Lagrasse – Mont Auch via Aguilar
Passé Lagrasse et son abbaye, les châteaux Cathares et les difficultés vont s’enchaîner. Je le sais, c’est pourquoi Lagrasse est une étape importante dans ce parcours. Je vais maintenant entrer sur l’un de mes très beaux territoires cyclistes. Félines-de-Termenès, Villerouge-de-Termenès, Albas, Durban-Corbières, Embres-Et-Castelmaure, Saint-Jean-de-Barroux, Tuchan, Padern sont des villages que je connais bien. Cela fait maintenant des années que j’arpente leurs routes et leurs cols. Pour l’heure, j’entame la montée vers le Château de Durfort, qui apparaît au détour d’un virage sur ma gauche. Je ne peux repartir sans réaliser quelques clichés.
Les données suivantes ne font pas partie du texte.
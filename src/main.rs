use clap::Parser;
use routepat::cli::{run_cli, Cli};
use routepat::config::RuntimeConfig;
use routepat::logging::init_logging;

fn main() -> anyhow::Result<()> {
    let cli = Cli::parse();
    init_logging(&RuntimeConfig::from_env())?;
    run_cli(cli)
}
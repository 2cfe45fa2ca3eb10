use std::sync::Arc;

use tracing::debug;

use crate::pattern::{
    eq_ignore_case, NameMap, ParameterPart, Part, PathSegment, PatternErrorKind, PolicyMap,
    PolicyReference, PrecedenceScorer, RequiredValue, RequiredValues, RoutePattern,
    RoutePatternError, SegmentDigits,
};

/// Build a pattern from segments, merging out-of-line defaults, constraints
/// and required values.
///
/// For every parameter:
///
/// - an inline default must equal the out-of-line default for the same name
/// - an optional parameter may not receive an out-of-line default
/// - the effective default is written into both the part and the defaults map
/// - inline constraints come first, followed by out-of-line constraints
///
/// Out-of-line entries for names that are not parameters are kept as-is.
/// Each required value must be null-ish, name a parameter, or equal the
/// default under the same name.
///
/// # Errors
///
/// Returns a [`RoutePatternError`] describing the first rule violated.
pub fn build_pattern(
    raw_text: Option<&str>,
    segments: Vec<PathSegment>,
    defaults: NameMap<String>,
    policies: NameMap<Vec<PolicyReference>>,
    required_values: RequiredValues,
) -> Result<RoutePattern, RoutePatternError> {
    assemble(
        raw_text,
        segments,
        defaults,
        policies,
        required_values,
        &SegmentDigits,
    )
}

fn assemble(
    raw_text: Option<&str>,
    segments: Vec<PathSegment>,
    defaults: NameMap<String>,
    policies: NameMap<Vec<PolicyReference>>,
    required_values: RequiredValues,
    scorer: &dyn PrecedenceScorer,
) -> Result<RoutePattern, RoutePatternError> {
    let fail = |kind: PatternErrorKind| {
        let pattern = raw_text.map_or_else(|| render_segments(&segments), str::to_string);
        debug!(pattern = %pattern, error = %kind, "route pattern rejected");
        RoutePatternError::new(pattern, kind)
    };

    let mut merged_defaults = defaults.clone();
    let mut merged_policies: PolicyMap = policies
        .iter()
        .filter(|(_, list)| !list.is_empty())
        .map(|(name, list)| (name, Arc::from(list.as_slice())))
        .collect();
    let mut seen: Vec<Arc<str>> = Vec::new();
    let mut rebuilt = Vec::with_capacity(segments.len());

    for segment in &segments {
        let mut parts = Vec::with_capacity(segment.parts().len());
        for part in segment.parts() {
            let Part::Parameter(parameter) = part else {
                parts.push(part.clone());
                continue;
            };
            if seen.iter().any(|name| eq_ignore_case(name, &parameter.name)) {
                return Err(fail(PatternErrorKind::RepeatedParameter(
                    parameter.name.to_string(),
                )));
            }
            seen.push(Arc::clone(&parameter.name));

            let default = resolve_default(parameter, defaults.get(&parameter.name)).map_err(&fail)?;
            if let Some(value) = &default {
                merged_defaults.insert(Arc::clone(&parameter.name), value.clone());
            }

            let list: Arc<[PolicyReference]> = match policies.get(&parameter.name) {
                Some(extra) if !extra.is_empty() => parameter
                    .policies()
                    .iter()
                    .chain(extra.iter())
                    .cloned()
                    .collect(),
                _ => Arc::clone(&parameter.policies),
            };
            if !list.is_empty() {
                merged_policies.insert(Arc::clone(&parameter.name), Arc::clone(&list));
            }

            parts.push(Part::Parameter(ParameterPart::from_parts(
                Arc::clone(&parameter.name),
                default,
                parameter.kind(),
                list,
                parameter.encode_slashes(),
            )));
        }
        rebuilt.push(PathSegment {
            parts: parts.into(),
        });
    }

    for (key, value) in required_values.iter() {
        if value.is_nullish() || seen.iter().any(|name| eq_ignore_case(name, key)) {
            continue;
        }
        let matches_default = !value.is_any()
            && merged_defaults
                .get(key)
                .is_some_and(|d| value.equals_value(Some(d.as_str())));
        if !matches_default {
            return Err(fail(PatternErrorKind::UnmatchedRequiredValue {
                key: key.to_string(),
                value: value.to_string(),
            }));
        }
    }

    Ok(RoutePattern::from_parts(
        raw_text.map(Arc::from),
        rebuilt.into(),
        merged_defaults,
        merged_policies,
        required_values,
        scorer,
    ))
}

fn resolve_default(
    parameter: &ParameterPart,
    explicit: Option<&String>,
) -> Result<Option<String>, PatternErrorKind> {
    let Some(explicit) = explicit else {
        return Ok(parameter.default.clone());
    };
    if parameter
        .default_value()
        .is_some_and(|inline| inline != explicit.as_str())
    {
        return Err(PatternErrorKind::DefaultSpecifiedInlineAndExplicitly(
            parameter.name.to_string(),
        ));
    }
    if parameter.is_optional() {
        return Err(PatternErrorKind::OptionalCannotHaveDefault);
    }
    Ok(Some(explicit.clone()))
}

fn render_segments(segments: &[PathSegment]) -> String {
    segments
        .iter()
        .map(ToString::to_string)
        .collect::<Vec<_>>()
        .join("/")
}

/// Programmatic construction of a pattern from typed parts.
///
/// ```
/// use routepat::{Part, PathSegment, RoutePatternBuilder};
///
/// let pattern = RoutePatternBuilder::new()
///     .segment(PathSegment::new(vec![Part::literal("api").unwrap()]).unwrap())
///     .segment(PathSegment::new(vec![Part::parameter("id").unwrap()]).unwrap())
///     .default_value("id", "1")
///     .build()
///     .unwrap();
/// assert_eq!(pattern.to_string(), "api/{id=1}");
/// ```
#[derive(Default)]
pub struct RoutePatternBuilder {
    raw_text: Option<String>,
    segments: Vec<PathSegment>,
    defaults: NameMap<String>,
    policies: NameMap<Vec<PolicyReference>>,
    required_values: RequiredValues,
    scorer: Option<Arc<dyn PrecedenceScorer>>,
}

impl RoutePatternBuilder {
    #[must_use]
    pub fn new() -> Self {
        Self::default()
    }

    #[must_use]
    pub fn raw_text(mut self, text: impl Into<String>) -> Self {
        self.raw_text = Some(text.into());
        self
    }

    #[must_use]
    pub fn segment(mut self, segment: PathSegment) -> Self {
        self.segments.push(segment);
        self
    }

    #[must_use]
    pub fn default_value(mut self, name: impl Into<Arc<str>>, value: impl Into<String>) -> Self {
        self.defaults.insert(name, value.into());
        self
    }

    /// Append an out-of-line constraint for `name`.
    #[must_use]
    pub fn policy(mut self, name: &str, policy: PolicyReference) -> Self {
        match self.policies.get_mut(name) {
            Some(list) => list.push(policy),
            None => {
                self.policies.insert(name, vec![policy]);
            }
        }
        self
    }

    #[must_use]
    pub fn required_value(mut self, name: impl Into<Arc<str>>, value: RequiredValue) -> Self {
        self.required_values.insert(name, value);
        self
    }

    /// Replace the default [`SegmentDigits`] precedence.
    #[must_use]
    pub fn precedence(mut self, scorer: Arc<dyn PrecedenceScorer>) -> Self {
        self.scorer = Some(scorer);
        self
    }

    /// # Errors
    ///
    /// Same checks as [`build_pattern`].
    pub fn build(self) -> Result<RoutePattern, RoutePatternError> {
        let scorer = self.scorer.unwrap_or_else(|| Arc::new(SegmentDigits));
        assemble(
            self.raw_text.as_deref(),
            self.segments,
            self.defaults,
            self.policies,
            self.required_values,
            scorer.as_ref(),
        )
    }
}
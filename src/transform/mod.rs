//! # Transform Module
//!
//! Required-value substitution: deriving a narrower pattern from a general
//! one by committing to fixed route values.
//!
//! ```text
//! {controller=Home}/{action=Index}
//!   + { controller: "Store" }   -> controller default removed, controller=Store required
//!   + { area: "" }              -> unchanged segments, area="" required
//!   + { controller: "" }        -> None (a parameter cannot be required empty)
//!
//! Admin/{action} defaults { area: "Admin" }
//!   + { area: "Admin" }         -> ok (matches the non-parameter default)
//!   + { area: "Blog" }          -> None
//! ```
//!
//! Failure is an ordinary outcome reported as `None`, never an error.

mod transformer;

pub use transformer::{substitute_required_values, RequiredValueTransformer};
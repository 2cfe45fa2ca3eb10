//! Right-to-left matching of segments made of several parts, such as
//! `{name}.{ext?}` or `item-{id}-{slug}`.

use std::sync::Arc;

use smallvec::SmallVec;

use crate::pattern::{chars_eq_ignore_case, Part, PathSegment, RouteValues};

/// Match one request segment against a multi-part pattern segment, writing
/// captured values into `values` only on success.
///
/// A trailing `Separator` + optional parameter pair is tried first with the
/// optional bound. If that fails and the text does not end with the
/// separator, the pair is dropped and the rest of the segment retried.
pub(crate) fn match_complex_segment(
    segment: &PathSegment,
    text: &str,
    values: &mut RouteValues,
) -> bool {
    let parts = segment.parts();
    let last = parts.len() - 1;

    let optional_suffix = last >= 1
        && parts[last].as_parameter().is_some_and(|p| p.is_optional())
        && matches!(parts[last - 1], Part::Separator(_));

    if !optional_suffix {
        return match_from(parts, last, text, values);
    }
    if match_from(parts, last, text, values) {
        return true;
    }
    let separator = parts[last - 1].text().unwrap_or("");
    if ends_with_ignore_case(text, separator) {
        return false;
    }
    last >= 2 && match_from(parts, last - 2, text, values)
}

/// Scan `parts[..=last_used]` from right to left.
///
/// Literals are located by their last occurrence in the unconsumed prefix.
/// A parameter waiting for a value receives the text between the literal
/// to its left and the boundary found before it.
fn match_from(parts: &[Part], last_used: usize, text: &str, values: &mut RouteValues) -> bool {
    let mut captured: SmallVec<[(Arc<str>, String); 4]> = SmallVec::new();
    let mut last_index = text.len();
    let mut pending: Option<&Arc<str>> = None;
    // Start offset and matched length of the literal found most recently
    let mut last_literal: Option<usize> = None;

    for index in (0..=last_used).rev() {
        let part = &parts[index];
        let mut new_last_index = last_index;

        match part {
            Part::Parameter(parameter) => pending = Some(&parameter.name),
            Part::Literal(literal) | Part::Separator(literal) => {
                let window_end = if pending.is_some() {
                    previous_boundary(text, last_index)
                } else {
                    last_index
                };
                if window_end == 0 {
                    return false;
                }
                let Some((found, matched_len)) =
                    last_index_of_ignore_case(&text[..window_end], literal)
                else {
                    return false;
                };
                // The rightmost literal must end exactly at the end of the text.
                if index == parts.len() - 1 && found + matched_len != text.len() {
                    return false;
                }
                last_literal = Some(matched_len);
                new_last_index = found;
            }
        }

        if let Some(name) = pending {
            if (last_literal.is_some() && !part.is_parameter()) || index == 0 {
                let range = match last_literal {
                    Some(_) if index == 0 && part.is_parameter() => 0..last_index,
                    Some(matched_len) => new_last_index + matched_len..last_index,
                    None => 0..last_index,
                };
                let value = &text[range];
                if value.is_empty() {
                    return false;
                }
                captured.push((Arc::clone(name), value.to_string()));
                pending = None;
                last_literal = None;
            }
        }

        last_index = new_last_index;
    }

    // A leading literal has to consume the text up to the left edge.
    if last_index == 0 || parts[0].is_parameter() {
        for (name, value) in captured {
            values.insert(name, Some(value));
        }
        true
    } else {
        false
    }
}

fn previous_boundary(text: &str, index: usize) -> usize {
    text[..index]
        .chars()
        .next_back()
        .map_or(0, |c| index - c.len_utf8())
}

/// Last occurrence of `needle` in `haystack` ignoring case, as
/// `(byte offset, matched byte length)`.
pub(crate) fn last_index_of_ignore_case(haystack: &str, needle: &str) -> Option<(usize, usize)> {
    if haystack.is_ascii() && needle.is_ascii() {
        let (h, n) = (haystack.as_bytes(), needle.as_bytes());
        if n.len() > h.len() {
            return None;
        }
        return (0..=h.len() - n.len())
            .rev()
            .find(|&i| h[i..i + n.len()].eq_ignore_ascii_case(n))
            .map(|i| (i, n.len()));
    }

    for (start, _) in haystack.char_indices().rev() {
        let mut rest = haystack[start..].chars();
        let mut matched_len = 0;
        let matched = needle.chars().all(|expected| match rest.next() {
            Some(c) if chars_eq_ignore_case(c, expected) => {
                matched_len += c.len_utf8();
                true
            }
            _ => false,
        });
        if matched {
            return Some((start, matched_len));
        }
    }
    None
}

fn ends_with_ignore_case(text: &str, suffix: &str) -> bool {
    let mut chars = text.chars().rev();
    suffix
        .chars()
        .rev()
        .all(|expected| chars.next().is_some_and(|c| chars_eq_ignore_case(c, expected)))
}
Je laisse rapidement le village de Saint-Pierre-des-Champs. En poursuivant ma route, je contourne le joli petit village de Saint-Martin-des-Puits perché sur un éperon rocheux et dominant la D 212 sur laquelle je progresse. Je roule maintenant en direction du col de Termes et du château du même nom. Le col de Termes est une belle montée de plus de six kilomètres à quatre pour-cent de moyenne. Les paysages sont magnifiques. La petite route chemine dans une forêt de chênes verts, de chênes kermès et autres arbustes typiques des Corbières. Le vert foncé de leur feuillage contraste avec les teintes claires, presque blanches, de la roche de schiste qui règne ici en maître. Le chant des cigales ne m’accompagne plus depuis un petit moment. La forteresse de Termes du XIe siècle, occupe un piton rocheux au-dessus des vertigineuses Gorges du Termenet. Malheureusement, dans l’effort, je ne l’ai pas aperçu. Mon regard était vraisemblablement attiré par la beauté des lieux. Plus je progresse, plus la vallée semble se refermer sur moi. Les gorges sont sublimes. Petit à petit, le soleil descend derrière l’horizon donnant une belle teinte rosée au ciel et aux roches environnantes. La température baisse un peu, je m’en réjouis. Je croise quelques habitants dans le village de Termes toujours aussi beau et paisible. Nous échangeons des bonsoir accompagné d’un petit sourir.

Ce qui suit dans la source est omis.